Traditional studies have demonstrated a prevalence of perinatal OCD of 2.3% during pregnancy and 1.7% in the postpartum period. A new study has shown that perinatal OCD is much more prevalent, raising the concern that we may have been missing the mark in identifying OCD in perinatal women.
Why is perinatal OCD missed so frequently by doctors and therapists? Oftentimes, general OCD symptoms are looked for – things like handwashing, fears about personal illness, checking, locking, and ordering are often cited as examples. And many perinatal women don’t think that these symptoms apply to them. But when they are asked about fears of harm coming to their baby, or intrusive thoughts of neglecting or being distracted around their infant, they then acknowledge these symptoms and upon further examination, may meet criteria for OCD. In the study by Fairbrother et al, asking perinatal specific questions led to a period prevalence of 7.8% during pregnancy and up to 16.9% during the postpartum period up to 39 weeks post delivery. This is several times higher than previously expected.
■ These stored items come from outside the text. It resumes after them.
//! Integration tests for combining script folders into one unit.

use rscript_core::combine::ENTRY_SYMBOL;
use rscript_core::{CombineError, Combiner, ScriptFile};

fn files(pairs: &[(&str, &str)]) -> Vec<ScriptFile> {
    pairs
        .iter()
        .map(|(name, content)| ScriptFile::new(*name, *content))
        .collect()
}

/// 1-based line of the first generated line containing `needle`.
fn line_of(source: &str, needle: &str) -> usize {
    source
        .lines()
        .position(|line| line.contains(needle))
        .map(|index| index + 1)
        .unwrap_or_else(|| panic!("{needle:?} not found in unit"))
}

const FOO: &str = "use std::fmt;

pub struct Foo {
    count: u32,
}

impl Foo {
    pub fn new() -> Self {
        Foo { count: 1 }
    }

    pub fn run(&self) {
        print(format!(\"count = {}\", self.count));
    }
}
";

#[test]
fn test_entry_pulls_in_referenced_type() {
    let unit = Combiner::default()
        .combine(&files(&[("Main.rs", "Foo::new().run();\n"), ("Foo.rs", FOO)]))
        .unwrap();
    let source = unit.source();

    assert!(source.contains("pub struct Foo {"));
    assert!(source.contains("impl Foo {"));
    assert!(source.contains("use std::fmt;"));
    assert_eq!(source.matches(ENTRY_SYMBOL).count(), 1);
    assert_eq!(unit.entry_file(), "Main.rs");

    let included: Vec<_> = unit
        .report()
        .included
        .iter()
        .map(|item| (item.file.as_str(), item.kind.label(), item.name.as_str()))
        .collect();
    assert_eq!(
        included,
        vec![("Foo.rs", "struct", "Foo"), ("Foo.rs", "impl", "Foo")]
    );
}

#[test]
fn test_combining_is_deterministic() {
    let forward = files(&[
        ("Main.rs", "let w = Wall::new(Length(3.0));\nprint(w.len());\n"),
        ("Wall.rs", "pub struct Wall(Length);\nimpl Wall { pub fn new(l: Length) -> Self { Wall(l) } pub fn len(&self) -> f64 { self.0.0 } }\n"),
        ("Length.rs", "pub struct Length(pub f64);\n"),
    ]);
    let mut backward = forward.clone();
    backward.reverse();

    let combiner = Combiner::default();
    let first = combiner.combine(&forward).unwrap();
    let again = combiner.combine(&forward).unwrap();
    let reordered = combiner.combine(&backward).unwrap();

    assert_eq!(first.source(), again.source());
    assert_eq!(first.source(), reordered.source());
}

#[test]
fn test_reachability_is_transitive() {
    let unit = Combiner::default()
        .combine(&files(&[
            ("Main.rs", "let wall = Wall::standard();\nprint(wall.height.0);\n"),
            ("Wall.rs", "use std::fmt;\npub struct Wall { pub height: Length }\nimpl Wall { pub fn standard() -> Self { Wall { height: Length::metres(3.0) } } }\n"),
            ("Length.rs", "use std::fmt;\npub struct Length(pub f64);\nimpl Length { pub fn metres(v: f64) -> Self { Length(v * UNIT) } }\n"),
            ("Units.rs", "use std::collections::HashMap;\npub const UNIT: f64 = 1.0;\n"),
            ("Unused.rs", "use std::rc::Rc;\npub struct Unused;\n"),
        ]))
        .unwrap();
    let source = unit.source();

    for needle in ["pub struct Wall", "pub struct Length", "pub const UNIT"] {
        assert!(source.contains(needle), "missing {needle}");
    }
    assert!(!source.contains("pub struct Unused"));
    assert!(!source.contains("use std::rc::Rc;"));
    assert_eq!(source.matches("use std::fmt;").count(), 1);
    assert!(line_of(source, "use std::collections::HashMap;") < line_of(source, "use std::fmt;"));
    assert_eq!(
        unit.report().imports,
        vec!["use std::collections::HashMap;", "use std::fmt;"]
    );
}

#[test]
fn test_duplicate_declarations_are_rejected() {
    let err = Combiner::default()
        .combine(&files(&[
            ("Main.rs", "let s = Shape;\n"),
            ("A.rs", "pub struct Shape;\n"),
            ("B.rs", "pub struct Shape;\n"),
        ]))
        .unwrap_err();

    assert_eq!(
        err,
        CombineError::DuplicateDeclaration {
            name: "Shape".to_string(),
            first: "A.rs".to_string(),
            second: "B.rs".to_string(),
        }
    );
}

#[test]
fn test_unreferenced_duplicates_are_ignored() {
    let unit = Combiner::default().combine(&files(&[
        ("Main.rs", "print(\"hi\");\n"),
        ("A.rs", "pub struct Shape;\n"),
        ("B.rs", "pub struct Shape;\n"),
    ]));
    assert!(unit.is_ok());
}

#[test]
fn test_entry_declaration_wins() {
    let unit = Combiner::default()
        .combine(&files(&[
            ("Main.rs", "struct Point { x: i32 }\nlet p = Point { x: 1 };\n"),
            ("Other.rs", "pub struct Point { pub x: f64, pub y: f64 }\n"),
        ]))
        .unwrap();

    assert!(unit.source().contains("struct Point { x: i32 }"));
    assert!(!unit.source().contains("pub x: f64"));
}

#[test]
fn test_matching_names_are_included_even_when_unused() {
    // `total` is a local variable here, but the scan is syntactic, so the
    // free function of the same name comes along.
    let unit = Combiner::default()
        .combine(&files(&[
            ("Main.rs", "let total = 3;\nprint(total);\n"),
            ("Totals.rs", "pub fn total() -> i32 { 1 }\n"),
        ]))
        .unwrap();
    assert!(unit.source().contains("pub fn total() -> i32"));
}

#[test]
fn test_trait_used_only_through_methods_is_missed() {
    let unit = Combiner::default()
        .combine(&files(&[
            ("Main.rs", "print(2.doubled());\n"),
            ("Ext.rs", "pub trait Doubled { fn doubled(&self) -> Self; }\nimpl Doubled for i64 { fn doubled(&self) -> Self { self * 2 } }\n"),
        ]))
        .unwrap();
    assert!(!unit.source().contains("trait Doubled"));
}

#[test]
fn test_line_map_points_at_entry_lines() {
    let unit = Combiner::default()
        .combine(&files(&[
            ("Main.rs", "let a = Foo::new();\nlet b = missing_value;\n"),
            ("Foo.rs", FOO),
        ]))
        .unwrap();
    let source = unit.source();

    let body_line = line_of(source, "let b = missing_value;");
    let location = unit.line_map().lookup(body_line).unwrap();
    assert_eq!((location.file, location.line), ("Main.rs", 2));

    let impl_line = line_of(source, "pub fn run(&self)");
    let location = unit.line_map().lookup(impl_line).unwrap();
    assert_eq!((location.file, location.line), ("Foo.rs", 12));

    let header_line = line_of(source, "fn execute(script: &Script)");
    assert!(unit.line_map().lookup(header_line).is_none());
}

#[test]
fn test_byte_order_mark_is_ignored() {
    let unit = Combiner::default()
        .combine(&files(&[("Main.rs", "\u{feff}print(\"bom\");\n")]))
        .unwrap();
    assert!(!unit.source().contains('\u{feff}'));
    assert!(unit.source().contains("print(\"bom\");"));
}

#[test]
fn test_custom_entry_name() {
    let combiner = Combiner::new("build");
    let unit = combiner
        .combine(&files(&[
            ("Build.rs", "print(1);\n"),
            ("Main.rs", "pub fn leftover() {}\n"),
        ]))
        .unwrap();
    assert_eq!(unit.entry_file(), "Build.rs");
    assert!(unit.source().contains("print(1);"));
    assert!(!unit.source().contains("fn leftover"));
}

#[test]
fn test_macros_precede_the_items_that_use_them() {
    let unit = Combiner::default()
        .combine(&files(&[
            ("Main.rs", "print(Area::of(3));\n"),
            ("Area.rs", "pub struct Area;\nimpl Area { pub fn of(n: i32) -> i32 { sq!(n) } }\n"),
            ("Macros.rs", "macro_rules! sq {\n    ($x:expr) => { $x * $x };\n}\n"),
        ]))
        .unwrap();
    let source = unit.source();

    assert!(line_of(source, "macro_rules! sq") < line_of(source, "pub struct Area;"));
    assert_eq!(unit.report().included[0].kind.label(), "macro_rules!");
    let location = unit.line_map().lookup(line_of(source, "macro_rules! sq")).unwrap();
    assert_eq!((location.file, location.line), ("Macros.rs", 1));
}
First off, our goal is to normalize that these types of thoughts, even though they may be scary and distressing, can be common during the transition to motherhood. But we also know that many women don’t get the help they need to treat their more severe symptoms, especially during an exquisitely sensitive and vulnerable time. Oftentimes, these fears can be scary and isolating, and may cause significant distress. By increasing awareness about these symptoms, and asking specifically about these types of intrusive worries, we can identify those in need and offer the help that is needed.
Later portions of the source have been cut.